Every line in the data below that includes "storage" belongs in the answer, copied as it stands.

(Saved data entries)
#####
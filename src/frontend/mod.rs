pub mod app;
pub mod client;
pub mod storage;
pub mod view;

pub use app::CatalogApp;
pub use client::{ApiClient, ClientError};
pub use storage::{ClientStorage, StoredSession};
pub use view::{CatalogView, CatalogViewModel, MovieDetail};
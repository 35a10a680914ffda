pub mod pelicula;
pub mod usuario;
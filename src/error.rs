use std::sync::Arc;

use axum::{
    Json,
    extract::State,
    http::StatusCode,
    response::{IntoResponse, Response},
};
use serde_json::json;

use crate::AppState;

const INTERNAL_ERROR: &str = "Error interno del servidor";

/// Message of the error behind a 500, carried as a response extension so the
/// router decides whether it reaches the client.
#[derive(Clone, Debug)]
pub struct InternalErrorDetail(pub String);

#[derive(Debug, thiserror::Error)]
pub enum AppError {
    #[error("Body vacío o mal formado")]
    EmptyBody,
    #[error("Body mal formado: {0}")]
    MalformedBody(String),
    #[error("Faltan campos obligatorios")]
    MissingFields { fields: Vec<&'static str> },
    #[error("{0}")]
    Validation(String),
    #[error("Acceso no autorizado")]
    Forbidden,
    #[error("Credenciales incorrectas")]
    InvalidCredentials,
    #[error("Sesión no válida o expirada")]
    Unauthenticated,
    #[error("Película no encontrada")]
    NotFound,
    #[error(transparent)]
    Internal(#[from] anyhow::Error),
}

impl AppError {
    pub fn status(&self) -> StatusCode {
        match self {
            AppError::EmptyBody
            | AppError::MalformedBody(_)
            | AppError::MissingFields { .. }
            | AppError::Validation(_) => StatusCode::BAD_REQUEST,
            AppError::Forbidden => StatusCode::FORBIDDEN,
            AppError::InvalidCredentials | AppError::Unauthenticated => StatusCode::UNAUTHORIZED,
            AppError::NotFound => StatusCode::NOT_FOUND,
            AppError::Internal(_) => StatusCode::INTERNAL_SERVER_ERROR,
        }
    }
}

impl From<sea_orm::DbErr> for AppError {
    fn from(err: sea_orm::DbErr) -> Self {
        Self::Internal(anyhow::Error::new(err))
    }
}

impl From<std::io::Error> for AppError {
    fn from(err: std::io::Error) -> Self {
        Self::Internal(anyhow::Error::new(err))
    }
}

impl From<serde_json::Error> for AppError {
    fn from(err: serde_json::Error) -> Self {
        Self::Internal(anyhow::Error::new(err))
    }
}

impl IntoResponse for AppError {
    fn into_response(self) -> Response {
        let status = self.status();
        match &self {
            AppError::MissingFields { fields } => {
                let body = json!({ "error": self.to_string(), "camposRequeridos": fields });
                (status, Json(body)).into_response()
            },
            AppError::Internal(err) => {
                tracing::error!(error = ?err, "unhandled error");
                let mut res = (status, Json(json!({ "error": INTERNAL_ERROR }))).into_response();
                res.extensions_mut().insert(InternalErrorDetail(format!("{err:#}")));
                res
            },
            _ => (status, Json(json!({ "error": self.to_string() }))).into_response(),
        }
    }
}

/// Adds the underlying message to 500 bodies outside production.
pub async fn attach_internal_details(
    State(state): State<Arc<AppState>>,
    res: Response,
) -> Response {
    if state.config.environment.is_production() {
        return res;
    }
    let Some(InternalErrorDetail(detail)) = res.extensions().get::<InternalErrorDetail>().cloned()
    else {
        return res;
    };
    let body = json!({ "error": INTERNAL_ERROR, "message": detail });
    (res.status(), Json(body)).into_response()
}

pub type AppResult<T> = Result<T, AppError>;
pub use sea_orm_migration::prelude::*;

mod m20231001_000001_create_peliculas;
mod m20231001_000002_create_usuarios;

pub struct Migrator;

#[async_trait::async_trait]
impl MigratorTrait for Migrator {
    fn migrations() -> Vec<Box<dyn MigrationTrait>> {
        vec![
            Box::new(m20231001_000001_create_peliculas::Migration),
            Box::new(m20231001_000002_create_usuarios::Migration),
        ]
    }
}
#####
> [Solution below]:
pub mod storage;
pub use storage::{ClientStorage, StoredSession};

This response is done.